Data START

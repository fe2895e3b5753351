//! AI generation pipeline: context assembly, prompt building, the provider
//! seam, retry policy, reply cleaning and the deterministic fallback.

pub mod clean;
pub mod context;
pub mod pipeline;
pub mod prompt;
pub mod provider;
pub mod retry;

pub use clean::{clean_entity, extract_json_object, fallback_entity};
pub use context::{GenerationContext, ProjectContext, TargetSeed};
pub use pipeline::{GenerationPipeline, AI_GENERATED_KEY, GENERATION_PROMPT_KEY};
pub use prompt::{build_enhancement_prompt, build_generation_prompt};
pub use provider::{GenerationParams, HttpTextProvider, ProviderConfig, TextGenerationProvider};
pub use retry::{Attempt, RetryPolicy};
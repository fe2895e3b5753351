//! Reply parsing, per-field cleaning and the deterministic fallback.

use std::collections::HashMap;

use serde_json::Value;

use crate::config::schema::FieldType;
use crate::config::EntityConfig;
use crate::value;

use super::context::GenerationContext;

/// Extract the first balanced `{...}` substring from free text, respecting
/// string literals and escapes. Providers routinely wrap the requested JSON
/// in prose or markdown fences; a greedy regex would swallow trailing text.
pub fn extract_json_object(text: &str) -> Option<&str> {
    let bytes = text.as_bytes();
    let start = text.find('{')?;
    let mut depth = 0usize;
    let mut in_string = false;
    let mut escaped = false;

    for (offset, &b) in bytes[start..].iter().enumerate() {
        if in_string {
            if escaped {
                escaped = false;
            } else if b == b'\\' {
                escaped = true;
            } else if b == b'"' {
                in_string = false;
            }
            continue;
        }
        match b {
            b'"' => in_string = true,
            b'{' => depth += 1,
            b'}' => {
                depth -= 1;
                if depth == 0 {
                    return Some(&text[start..start + offset + 1]);
                }
            }
            _ => {}
        }
    }
    None
}

/// Coerce parsed provider output onto the configuration's field model.
///
/// Every configured field appears in the result exactly once. Fields absent
/// from `data` receive the type's zero value; configured fallback values are
/// reserved for the fallback path. Idempotent: cleaning cleaned data is a
/// no-op.
pub fn clean_entity(config: &EntityConfig, data: &Value) -> HashMap<String, Value> {
    let empty = serde_json::Map::new();
    let object = data.as_object().unwrap_or(&empty);

    let mut cleaned = HashMap::with_capacity(config.fields.len());
    for field in &config.fields {
        let raw = object.get(&field.key);
        let out = match raw {
            Some(raw) if !raw.is_null() => coerce(field.field_type, raw),
            _ => field.field_type.zero_value(),
        };
        cleaned.insert(field.key.clone(), out);
    }
    cleaned
}

fn coerce(field_type: FieldType, raw: &Value) -> Value {
    match field_type {
        FieldType::List => coerce_list(raw),
        FieldType::Number => value::number_value(value::to_number(raw)),
        FieldType::Boolean => Value::Bool(value::truthy(raw)),
        FieldType::Text | FieldType::LongText | FieldType::Select | FieldType::Date => {
            Value::String(value::stringify(raw))
        }
    }
}

/// List coercion accepts three shapes, in documented precedence order:
/// a native array; a string that parses as a JSON array; and only then a
/// comma-separated string. Blank items are filtered in every case.
fn coerce_list(raw: &Value) -> Value {
    let items: Vec<String> = match raw {
        Value::Array(items) => items.iter().map(value::stringify).collect(),
        Value::String(s) => {
            if let Ok(Value::Array(parsed)) = serde_json::from_str::<Value>(s) {
                parsed.iter().map(value::stringify).collect()
            } else {
                s.split(',').map(|item| item.trim().to_string()).collect()
            }
        }
        _ => Vec::new(),
    };
    Value::Array(
        items
            .into_iter()
            .filter(|item| !item.is_empty())
            .map(Value::String)
            .collect(),
    )
}

/// Deterministic entity returned when generation exhausts its retries.
/// Configured fallback values are coerced through the field's type so a
/// numeric field never ends up holding a raw string; remaining textual
/// fields get their placeholder or a generated label, everything else the
/// zero value. `name` and `description` are then overwritten regardless of
/// configuration: the name comes from the target seed or a placeholder, and
/// the description is a one-line sentence naming the project.
pub fn fallback_entity(
    config: &EntityConfig,
    context: &GenerationContext,
) -> HashMap<String, Value> {
    let mut fallback = HashMap::with_capacity(config.fields.len());

    for field in &config.fields {
        let out = match config.generation.fallback_fields.get(&field.key) {
            Some(configured) => coerce(field.field_type, &Value::String(configured.clone())),
            None => match field.field_type {
                FieldType::Text | FieldType::LongText => Value::String(
                    field
                        .placeholder
                        .clone()
                        .unwrap_or_else(|| format!("Generated {}", field.label)),
                ),
                // A select must stay within its options and a date must stay
                // a date; free placeholder text would corrupt them.
                FieldType::Select | FieldType::Date | FieldType::List | FieldType::Number
                | FieldType::Boolean => field.field_type.zero_value(),
            },
        };
        fallback.insert(field.key.clone(), out);
    }

    // Identity fields are overwritten last, even over configured fallbacks,
    // so the result always carries a usable name and a description that
    // places the entity in its project.
    let name = context
        .target_name()
        .map(|n| n.to_string())
        .unwrap_or_else(|| format!("New {}", config.name));
    fallback.insert("name".to_string(), Value::String(name));
    fallback.insert(
        "description".to_string(),
        Value::String(format!(
            "A {} in the {} world.",
            config.name.to_lowercase(),
            context.project.name
        )),
    );

    fallback
}

#[cfg(test)]
mod tests {
    use super::*;
    use crate::config::builtin;
    use crate::generation::context::ProjectContext;
    use serde_json::json;

    #[test]
    fn extracts_json_embedded_in_prose() {
        let reply = "Sure! Here is the character:\n```json\n{\"name\": \"Aria\"}\n```\nEnjoy.";
        assert_eq!(extract_json_object(reply), Some("{\"name\": \"Aria\"}"));
    }

    #[test]
    fn extraction_respects_nested_objects_and_strings() {
        let reply = r#"prefix {"a": {"b": "closing } inside string"}, "c": 1} suffix"#;
        let extracted = extract_json_object(reply).unwrap();
        assert_eq!(extracted, r#"{"a": {"b": "closing } inside string"}, "c": 1}"#);
        assert!(serde_json::from_str::<Value>(extracted).is_ok());
    }

    #[test]
    fn extraction_fails_without_an_object() {
        assert_eq!(extract_json_object("no json here"), None);
        assert_eq!(extract_json_object("{unterminated"), None);
    }

    #[test]
    fn clean_coerces_each_field_type() {
        let config = builtin::character();
        let data = json!({
            "name": "  Aria  ",
            "age": "27",
            "alive": "true",
            "personalityTraits": "brave, kind, ",
            "skills": "[\"archery\", \"tracking\"]",
            "description": 42
        });
        let cleaned = clean_entity(&config, &data);
        assert_eq!(cleaned["name"], json!("Aria"));
        assert_eq!(cleaned["age"], json!(27));
        assert_eq!(cleaned["alive"], json!(true));
        assert_eq!(cleaned["personalityTraits"], json!(["brave", "kind"]));
        // JSON array string takes precedence over comma-splitting.
        assert_eq!(cleaned["skills"], json!(["archery", "tracking"]));
        assert_eq!(cleaned["description"], json!("42"));
        // Absent fields get zero values, not configured fallbacks.
        assert_eq!(cleaned["backstory"], json!(""));
        assert_eq!(cleaned["role"], json!(""));
    }

    #[test]
    fn clean_is_idempotent() {
        let config = builtin::character();
        let data = json!({
            "name": "Aria",
            "age": "27",
            "personalityTraits": ["brave", " kind "],
            "alive": true
        });
        let once = clean_entity(&config, &data);
        let twice = clean_entity(&config, &json!(once.clone()));
        assert_eq!(once, twice);
    }

    #[test]
    fn non_object_input_yields_all_zero_values() {
        let config = builtin::character();
        let cleaned = clean_entity(&config, &json!("not an object"));
        assert_eq!(cleaned.len(), config.fields.len());
        assert_eq!(cleaned["name"], json!(""));
        assert_eq!(cleaned["personalityTraits"], json!([]));
    }

    #[test]
    fn fallback_overwrites_name_and_description_over_configured_values() {
        let config = builtin::character();
        let context =
            GenerationContext::new(ProjectContext::new("p1", "Shattered Realms", "novel"));
        let fallback = fallback_entity(&config, &context);

        // The builtin config configures both fields, but the identity pair
        // is always rebuilt: placeholder name, project-referencing sentence.
        assert_eq!(fallback["name"], json!("New Character"));
        assert_eq!(
            fallback["description"],
            json!("A character in the Shattered Realms world.")
        );
        assert_eq!(fallback["role"], json!("Supporting"));
        assert_eq!(fallback["age"], json!(0));
        assert_eq!(fallback["personalityTraits"], json!([]));
        // Unconfigured textual fields degrade to placeholder text.
        assert_eq!(fallback["motivation"], json!("What drives this character"));
    }

    #[test]
    fn fallback_uses_target_seed_name() {
        let config = builtin::character();
        let context = GenerationContext::new(ProjectContext::new("p1", "Realms", "novel"))
            .with_target(crate::generation::context::TargetSeed {
                name: Some("Mora".into()),
                ..Default::default()
            });
        let fallback = fallback_entity(&config, &context);
        assert_eq!(fallback["name"], json!("Mora"));
    }
}
//! Configuration registry.
//!
//! An explicit, immutable-after-init object: populated during application
//! bootstrap, then passed by reference (typically behind `Arc`) to every
//! consumer. There is deliberately no global instance.

use std::collections::HashMap;

use tracing::{debug, warn};

use crate::error::ConfigError;

use super::builtin;
use super::entity::EntityConfig;

/// Registry of entity configurations, keyed by `entity_type`.
pub struct ConfigRegistry {
    configs: Vec<EntityConfig>,
    index: HashMap<String, usize>,
}

impl ConfigRegistry {
    pub fn new() -> Self {
        Self {
            configs: Vec::new(),
            index: HashMap::new(),
        }
    }

    /// Registry pre-populated with the built-in character and location
    /// configurations.
    pub fn with_builtins() -> Self {
        let mut registry = Self::new();
        // Built-ins are constructed in code and known valid.
        for config in [builtin::character(), builtin::location()] {
            if let Err(err) = registry.register(config) {
                warn!("failed to register built-in configuration: {err}");
            }
        }
        registry
    }

    /// Validate and store a configuration. Registering the same
    /// `entity_type` twice overwrites the earlier entry in place (the
    /// registration order is preserved) and logs a warning.
    pub fn register(&mut self, config: EntityConfig) -> Result<(), ConfigError> {
        config.validate()?;
        let key = config.entity_type.clone();
        match self.index.get(&key) {
            Some(&slot) => {
                warn!(entity_type = %key, "overwriting existing entity configuration");
                self.configs[slot] = config;
            }
            None => {
                debug!(entity_type = %key, "registered entity configuration");
                self.index.insert(key, self.configs.len());
                self.configs.push(config);
            }
        }
        Ok(())
    }

    pub fn get(&self, entity_type: &str) -> Option<&EntityConfig> {
        self.index.get(entity_type).map(|&slot| &self.configs[slot])
    }

    /// Like [`get`](Self::get) but unknown types become a `ConfigError`.
    pub fn require(&self, entity_type: &str) -> Result<&EntityConfig, ConfigError> {
        self.get(entity_type)
            .ok_or_else(|| ConfigError::UnknownEntityType(entity_type.to_string()))
    }

    /// All configurations in registration order.
    pub fn get_all(&self) -> impl Iterator<Item = &EntityConfig> {
        self.configs.iter()
    }

    pub fn contains(&self, entity_type: &str) -> bool {
        self.index.contains_key(entity_type)
    }

    pub fn len(&self) -> usize {
        self.configs.len()
    }

    pub fn is_empty(&self) -> bool {
        self.configs.is_empty()
    }
}

impl Default for ConfigRegistry {
    fn default() -> Self {
        Self::new()
    }
}
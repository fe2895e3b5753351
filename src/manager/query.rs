//! Client-side filtering and sorting of a cached entity list. Pure so it
//! can be tested without a store.

use std::cmp::Ordering;
use std::collections::HashMap;

use serde_json::Value;

use crate::config::{EntityConfig, SortDirection};
use crate::value;

use super::store::Entity;

/// One active structured filter.
#[derive(Debug, Clone, PartialEq)]
pub enum FilterValue {
    /// Scalar field equals this value.
    Select(String),
    /// List field contains this value.
    Multi(String),
    Bool(bool),
    /// Numeric field within the closed interval; open ends are unbounded.
    Range { min: Option<f64>, max: Option<f64> },
}

/// Free-text search plus structured filters plus a sort, AND-composed.
#[derive(Debug, Clone)]
pub struct EntityQuery {
    pub search: Option<String>,
    pub filters: HashMap<String, FilterValue>,
    pub sort_key: Option<String>,
    pub direction: SortDirection,
}

impl Default for EntityQuery {
    fn default() -> Self {
        Self {
            search: None,
            filters: HashMap::new(),
            sort_key: None,
            direction: SortDirection::Asc,
        }
    }
}

impl EntityQuery {
    pub fn search(mut self, text: impl Into<String>) -> Self {
        self.search = Some(text.into());
        self
    }

    pub fn filter(mut self, key: impl Into<String>, filter: FilterValue) -> Self {
        self.filters.insert(key.into(), filter);
        self
    }

    pub fn sort(mut self, key: impl Into<String>, direction: SortDirection) -> Self {
        self.sort_key = Some(key.into());
        self.direction = direction;
        self
    }
}

/// Apply the query to a list: search and every filter must match, then sort.
pub fn filter_and_sort(
    config: &EntityConfig,
    entities: &[Entity],
    query: &EntityQuery,
) -> Vec<Entity> {
    let mut matched: Vec<Entity> = entities
        .iter()
        .filter(|entity| matches_search(config, entity, query.search.as_deref()))
        .filter(|entity| {
            query
                .filters
                .iter()
                .all(|(key, filter)| matches_filter(entity, key, filter))
        })
        .cloned()
        .collect();

    if let Some(key) = &query.sort_key {
        sort_entities(&mut matched, key, query.direction);
    }
    matched
}

/// Case-insensitive substring search over the configured search fields.
/// List fields match when any element matches; a blank query matches all.
fn matches_search(config: &EntityConfig, entity: &Entity, search: Option<&str>) -> bool {
    let needle = match search {
        Some(s) if !s.trim().is_empty() => s.trim().to_lowercase(),
        _ => return true,
    };

    config.display.search_fields.iter().any(|key| {
        match entity.field(key) {
            Some(Value::Array(items)) => items
                .iter()
                .any(|item| value::stringify(item).to_lowercase().contains(&needle)),
            Some(other) => value::stringify(other).to_lowercase().contains(&needle),
            None => false,
        }
    })
}

fn matches_filter(entity: &Entity, key: &str, filter: &FilterValue) -> bool {
    let field = match entity.field(key) {
        Some(value) => value,
        None => return false,
    };

    match filter {
        FilterValue::Select(expected) => value::stringify(field) == *expected,
        FilterValue::Multi(expected) => match field {
            Value::Array(items) => items.iter().any(|item| value::stringify(item) == *expected),
            other => value::stringify(other) == *expected,
        },
        FilterValue::Bool(expected) => value::truthy(field) == *expected,
        FilterValue::Range { min, max } => match value::try_number(field) {
            Some(n) => min.map_or(true, |min| n >= min) && max.map_or(true, |max| n <= max),
            None => false,
        },
    }
}

fn sort_entities(entities: &mut [Entity], key: &str, direction: SortDirection) {
    entities.sort_by(|a, b| {
        let ordering = compare(a, b, key);
        match direction {
            SortDirection::Asc => ordering,
            SortDirection::Desc => ordering.reverse(),
        }
    });
}

/// Timestamps sort chronologically, numbers numerically, lists by length,
/// everything else as case-insensitive text.
fn compare(a: &Entity, b: &Entity, key: &str) -> Ordering {
    match key {
        "createdAt" => return a.created_at.cmp(&b.created_at),
        "updatedAt" => return a.updated_at.cmp(&b.updated_at),
        _ => {}
    }

    let left = a.field(key);
    let right = b.field(key);
    match (left, right) {
        (Some(Value::Number(_)), Some(Value::Number(_))) => {
            let left = left.and_then(value::try_number).unwrap_or(0.0);
            let right = right.and_then(value::try_number).unwrap_or(0.0);
            left.partial_cmp(&right).unwrap_or(Ordering::Equal)
        }
        (Some(Value::Array(left)), Some(Value::Array(right))) => left.len().cmp(&right.len()),
        _ => {
            let left = left.map(value::stringify).unwrap_or_default().to_lowercase();
            let right = right.map(value::stringify).unwrap_or_default().to_lowercase();
            left.cmp(&right)
        }
    }
}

Data END

Exercise
Please count the lines in the material above that hold "format", and state only the number.

Task result
3